● **WHAT NEEDS TO BE DONE**
Each line of the entries that mentions the string "tracing" needs to be reported.

Collected data

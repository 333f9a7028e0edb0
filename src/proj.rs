//! Web Mercator and geographic projections, and transforms between them.
//!
//! Only the two projections a web map clusters in are supported; anything
//! else is rejected with `Error::UnknownProjection`.

use std::f64::consts::PI;
use std::fmt;
use serde::{Serialize, Deserialize};
use crate::error::{Error, Result};
use geo_types::{coord, Rect};
use crate::types::{extent_from_bounds, Coordinate, Extent};

/// Sphere radius used by EPSG:3857
pub const RADIUS: f64 = 6378137.0;
pub const HALF_SIZE: f64 = PI * RADIUS;

const WEB_MERCATOR_CODES: &[&str] = &[
    "EPSG:3857",
    "EPSG:102100",
    "EPSG:102113",
    "EPSG:900913",
    "http://www.opengis.net/def/crs/EPSG/0/3857",
    "urn:ogc:def:crs:EPSG::3857",
];

const GEOGRAPHIC_CODES: &[&str] = &[
    "EPSG:4326",
    "CRS:84",
    "WGS84",
    "http://www.opengis.net/def/crs/EPSG/0/4326",
    "urn:ogc:def:crs:EPSG::4326",
    "urn:ogc:def:crs:OGC:1.3:CRS84",
];

#[derive(Debug, Clone, Copy, PartialEq, Eq, Hash, Serialize, Deserialize)]
pub enum Projection {
    /// Spherical Mercator in meters
    WebMercator,
    /// Longitude/latitude in degrees
    Geographic,
}

impl Projection {
    pub fn from_code(code: &str) -> Result<Self> {
        let code = code.trim().trim_matches('"');
        if WEB_MERCATOR_CODES.iter().any(|c| c.eq_ignore_ascii_case(code)) {
            Ok(Projection::WebMercator)
        } else if GEOGRAPHIC_CODES.iter().any(|c| c.eq_ignore_ascii_case(code)) {
            Ok(Projection::Geographic)
        } else {
            Err(Error::UnknownProjection(code.to_string()))
        }
    }

    pub fn code(&self) -> &'static str {
        match self {
            Projection::WebMercator => "EPSG:3857",
            Projection::Geographic => "EPSG:4326",
        }
    }

    /// Whether coordinates in `self` can be used as-is in `other`.
    pub fn equivalent(&self, other: &Projection) -> bool {
        self == other
    }

    pub fn extent(&self) -> Extent {
        match self {
            Projection::WebMercator => extent_from_bounds(-HALF_SIZE, -HALF_SIZE, HALF_SIZE, HALF_SIZE),
            Projection::Geographic => extent_from_bounds(-180.0, -90.0, 180.0, 90.0),
        }
    }
}

impl Default for Projection {
    fn default() -> Self {
        Projection::WebMercator
    }
}

impl fmt::Display for Projection {
    fn fmt(&self, f: &mut fmt::Formatter<'_>) -> fmt::Result {
        f.write_str(self.code())
    }
}

fn lon_lat_to_mercator(coord: Coordinate) -> Coordinate {
    let x = RADIUS * coord.x.to_radians();
    let mut y = RADIUS * (PI * (coord.y + 90.0) / 360.0).tan().ln();
    // Poles map to infinity; pin them to the square world.
    if y > HALF_SIZE {
        y = HALF_SIZE;
    } else if y < -HALF_SIZE {
        y = -HALF_SIZE;
    }
    coord! { x: x, y: y }
}

fn mercator_to_lon_lat(coord: Coordinate) -> Coordinate {
    let lon = 180.0 * coord.x / HALF_SIZE;
    let lat = 360.0 * (coord.y / RADIUS).exp().atan() / PI - 90.0;
    coord! { x: lon, y: lat }
}

pub fn transform(coord: Coordinate, from: Projection, to: Projection) -> Coordinate {
    match (from, to) {
        (Projection::Geographic, Projection::WebMercator) => lon_lat_to_mercator(coord),
        (Projection::WebMercator, Projection::Geographic) => mercator_to_lon_lat(coord),
        _ => coord,
    }
}

/// Transforms an extent through its corners. Both supported transforms are
/// monotonic per axis, so the corners bound the result.
pub fn transform_extent(extent: &Extent, from: Projection, to: Projection) -> Extent {
    if from.equivalent(&to) {
        return *extent;
    }
    let (min, max) = (extent.min(), extent.max());
    let corners = [
        min,
        coord! { x: max.x, y: min.y },
        max,
        coord! { x: min.x, y: max.y },
    ].map(|c| transform(c, from, to));

    let (mut low, mut high) = (corners[0], corners[0]);
    for c in &corners[1..] {
        low = coord! { x: low.x.min(c.x), y: low.y.min(c.y) };
        high = coord! { x: high.x.max(c.x), y: high.y.max(c.y) };
    }
    Rect::new(low, high)
}

pub fn to_lon_lat(coord: Coordinate, projection: Projection) -> Coordinate {
    transform(coord, projection, Projection::Geographic)
}

pub fn from_lon_lat(coord: Coordinate, projection: Projection) -> Coordinate {
    transform(coord, Projection::Geographic, projection)
}
//! Writer configuration
//!
//! Configuration can come from:
//! - YAML files (hfs.yaml)
//! - Environment variables (FEATURE_STORE_*)
//!
//! ## Example Configuration File (hfs.yaml)
//!
//! ```yaml
//! database: feature_store
//! num_partitions: 200
//! validation_threshold: 0.01
//! debug_mode: false
//! storage:
//!   type: s3
//!   bucket: my-feature-store
//!   mode: overwrite
//!   format: parquet
//! ```

use serde::{Deserialize, Serialize};
use std::path::{Path, PathBuf};
use std::sync::Arc;

use crate::storage::{LocalConfig, S3Config, StorageConfig};
use crate::{Error, Result, WriteMode};

/// Environment variable holding the historical database name
pub const DATABASE_ENV: &str = "FEATURE_STORE_HISTORICAL_DATABASE";

/// Environment variable overriding the repartition target
pub const NUM_PARTITIONS_ENV: &str = "FEATURE_STORE_NUM_PARTITIONS";

/// Environment variable selecting local storage when no bucket is configured
pub const LOCAL_PATH_ENV: &str = "FEATURE_STORE_LOCAL_PATH";

/// Number of partitions the dataframe is redistributed into before writing
pub const DEFAULT_NUM_PARTITIONS: usize = 200;

/// Relative tolerance of the post-write count validation
pub const DEFAULT_VALIDATION_THRESHOLD: f64 = 0.01;

/// Complete configuration of a historical writer
#[derive(Debug, Clone, PartialEq, Serialize, Deserialize)]
pub struct WriterConfig {
    /// Metastore database of the historical tables
    pub database: String,

    /// Repartition target before writing (default: 200, also used for 0)
    #[serde(default = "default_num_partitions")]
    pub num_partitions: usize,

    /// Count validation tolerance in [0, 1] (default: 0.01)
    #[serde(default = "default_validation_threshold")]
    pub validation_threshold: f64,

    /// Write to a temporary view instead of the real table
    #[serde(default)]
    pub debug_mode: bool,

    /// Where the data lives
    pub storage: StorageSettings,
}

/// Storage backend selection
#[derive(Debug, Clone, PartialEq, Eq, Serialize, Deserialize)]
#[serde(tag = "type", rename_all = "lowercase")]
pub enum StorageSettings {
    S3(S3Config),
    Local(LocalConfig),
}

impl StorageSettings {
    /// Builds the storage configuration object the writer owns
    pub fn build(&self) -> Arc<dyn StorageConfig> {
        match self {
            StorageSettings::S3(config) => Arc::new(config.clone()),
            StorageSettings::Local(config) => Arc::new(config.clone()),
        }
    }
}

fn default_num_partitions() -> usize {
    DEFAULT_NUM_PARTITIONS
}

fn default_validation_threshold() -> f64 {
    DEFAULT_VALIDATION_THRESHOLD
}

fn num_partitions_from_env() -> Result<usize> {
    match std::env::var(NUM_PARTITIONS_ENV) {
        Ok(raw) => raw.trim().parse::<usize>().map_err(|e| {
            Error::config(format!("{}='{}' is not a number: {}", NUM_PARTITIONS_ENV, raw, e))
        }),
        Err(_) => Ok(DEFAULT_NUM_PARTITIONS),
    }
}

impl WriterConfig {
    /// Builds a configuration from `FEATURE_STORE_*` environment variables
    ///
    /// # Errors
    ///
    /// `ConfigError` if the database is unset, the partition count does not
    /// parse, or neither a bucket nor a local path is configured.
    pub fn from_env() -> Result<Self> {
        let database = std::env::var(DATABASE_ENV)
            .ok()
            .filter(|v| !v.trim().is_empty())
            .ok_or_else(|| Error::config(format!("{} is not set", DATABASE_ENV)))?;

        let storage = match S3Config::from_env() {
            Ok(s3) => StorageSettings::S3(s3),
            Err(_) => match std::env::var(LOCAL_PATH_ENV) {
                Ok(path) if !path.trim().is_empty() => {
                    StorageSettings::Local(LocalConfig::new(PathBuf::from(path)))
                }
                _ => {
                    return Err(Error::config(format!(
                        "neither {} nor {} is set",
                        crate::storage::s3::BUCKET_ENV,
                        LOCAL_PATH_ENV
                    )))
                }
            },
        };

        Self::with_storage(database, storage)
    }

    /// Configuration writing under a local `base_path`
    ///
    /// The partition count still honours `FEATURE_STORE_NUM_PARTITIONS`.
    pub fn local(database: impl Into<String>, base_path: impl Into<PathBuf>) -> Result<Self> {
        Self::with_storage(
            database.into(),
            StorageSettings::Local(LocalConfig::new(base_path.into())),
        )
    }

    fn with_storage(database: String, storage: StorageSettings) -> Result<Self> {
        let config = Self {
            database,
            num_partitions: num_partitions_from_env()?,
            validation_threshold: DEFAULT_VALIDATION_THRESHOLD,
            debug_mode: false,
            storage,
        };
        config.validate()?;
        Ok(config)
    }

    /// Checks the invariants the writer relies on
    pub fn validate(&self) -> Result<()> {
        if self.database.trim().is_empty() {
            return Err(Error::config("database must not be empty"));
        }
        if !(0.0..=1.0).contains(&self.validation_threshold) {
            return Err(Error::config(format!(
                "validation_threshold must be within [0, 1], got {}",
                self.validation_threshold
            )));
        }
        Ok(())
    }

    pub fn write_mode(&self) -> WriteMode {
        WriteMode::from_debug_flag(self.debug_mode)
    }
}

/// Load configuration from a YAML file
///
/// If the file doesn't exist, the configuration is built from the environment
/// instead.
///
/// # Example
///
/// ```rust,ignore
/// let config = hfs_core::config::load("hfs.yaml")?;
/// println!("Writing into database {}", config.database);
/// ```
pub fn load(path: impl AsRef<Path>) -> Result<WriterConfig> {
    let path = path.as_ref();

    if !path.exists() {
        tracing::warn!(
            "Configuration file '{}' not found, using environment",
            path.display()
        );
        return WriterConfig::from_env();
    }

    let contents = std::fs::read_to_string(path).map_err(|e| {
        Error::config(format!("failed to read '{}': {}", path.display(), e))
    })?;

    let config: WriterConfig = serde_yaml::from_str(&contents).map_err(|e| {
        Error::config(format!("failed to parse '{}': {}", path.display(), e))
    })?;
    config.validate()?;

    tracing::info!("Loaded configuration from {}", path.display());

    Ok(config)
}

● **RESPONSE TO THE EXERCISE**
        tracing::warn!(
    tracing::info!("Loaded configuration from {}", path.display());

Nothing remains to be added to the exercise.